* [TASK INSTRUCTIONS]: Set down the entries once more, exactly as given.

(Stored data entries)
------------------------------------------------

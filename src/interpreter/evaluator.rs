/// Binary operator evaluation logic.
///
/// Handles the execution of arithmetic operators and of the comparisons used
/// in `if` conditions.
pub mod binary;

/// Unary operator evaluation logic.
///
/// Implements unary plus and arithmetic negation.
pub mod unary;

/// Core evaluation logic and context management.
///
/// Contains the main evaluation engine, the runtime context and statement
/// execution.
pub mod core;

/// Value frames and name resolution.
///
/// Binds, updates and looks up variable values along the scope chain that
/// semantic analysis recorded.
pub mod scope;
use serde::Serialize;

/// The reason a piece of source text could not be tokenized.
///
/// This is the error type of the `logos` token enum, so it must provide a
/// default: logos reports characters that match no rule with
/// [`LexErrorKind::UnrecognizedCharacter`].
#[derive(Debug, Default, Clone, Copy, PartialEq, Eq, Serialize, thiserror::Error)]
pub enum LexErrorKind {
    /// A character that starts no token.
    #[default]
    #[error("unrecognized character")]
    UnrecognizedCharacter,
    /// A string literal with no closing `"`.
    #[error("unterminated string literal")]
    UnterminatedString,
    /// A `/*` comment with no closing `*/`.
    #[error("unterminated block comment")]
    UnterminatedComment,
    /// An integer literal that does not fit in 64 bits.
    #[error("integer literal is too large")]
    IntegerOverflow,
    /// A literal such as `1.5`. The `float` type can be declared, but the
    /// grammar has no float literals.
    #[error("float literals are not supported")]
    FloatLiteral,
}

/// A lexical error with its location.
#[derive(Debug, Clone, PartialEq, Eq, Serialize, thiserror::Error)]
#[error("Error on line {line}: LexicalError: {kind}: '{fragment}'.")]
pub struct LexicalError {
    /// What went wrong.
    pub kind:     LexErrorKind,
    /// The offending source text.
    pub fragment: String,
    /// Byte offset of the fragment in the source.
    pub offset:   usize,
    /// The source line where the error occurred.
    pub line:     usize,
}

------------------------------------------------

* [SOLUTION TO THIS EXERCISE]:
filename src/interpreter/evaluator.rs
/// Binary operator evaluation logic.
///
/// Handles the execution of arithmetic operators and of the comparisons used
/// in `if` conditions.
pub mod binary;

/// Unary operator evaluation logic.
///
/// Implements unary plus and arithmetic negation.
pub mod unary;

/// Core evaluation logic and context management.
///
/// Contains the main evaluation engine, the runtime context and statement
/// execution.
pub mod core;

/// Value frames and name resolution.
///
/// Binds, updates and looks up variable values along the scope chain that
/// semantic analysis recorded.
pub mod scope;
use serde::Serialize;

/// The reason a piece of source text could not be tokenized.
///
/// This is the error type of the `logos` token enum, so it must provide a
/// default: logos reports characters that match no rule with
/// [`LexErrorKind::UnrecognizedCharacter`].
#[derive(Debug, Default, Clone, Copy, PartialEq, Eq, Serialize, thiserror::Error)]
pub enum LexErrorKind {
    /// A character that starts no token.
    #[default]
    #[error("unrecognized character")]
    UnrecognizedCharacter,
    /// A string literal with no closing `"`.
    #[error("unterminated string literal")]
    UnterminatedString,
    /// A `/*` comment with no closing `*/`.
    #[error("unterminated block comment")]
    UnterminatedComment,
    /// An integer literal that does not fit in 64 bits.
    #[error("integer literal is too large")]
    IntegerOverflow,
    /// A literal such as `1.5`. The `float` type can be declared, but the
    /// grammar has no float literals.
    #[error("float literals are not supported")]
    FloatLiteral,
}

/// A lexical error with its location.
#[derive(Debug, Clone, PartialEq, Eq, Serialize, thiserror::Error)]
#[error("Error on line {line}: LexicalError: {kind}: '{fragment}'.")]
pub struct LexicalError {
    /// What went wrong.
    pub kind:     LexErrorKind,
    /// The offending source text.
    pub fragment: String,
    /// Byte offset of the fragment in the source.
    pub offset:   usize,
    /// The source line where the error occurred.
    pub line:     usize,
}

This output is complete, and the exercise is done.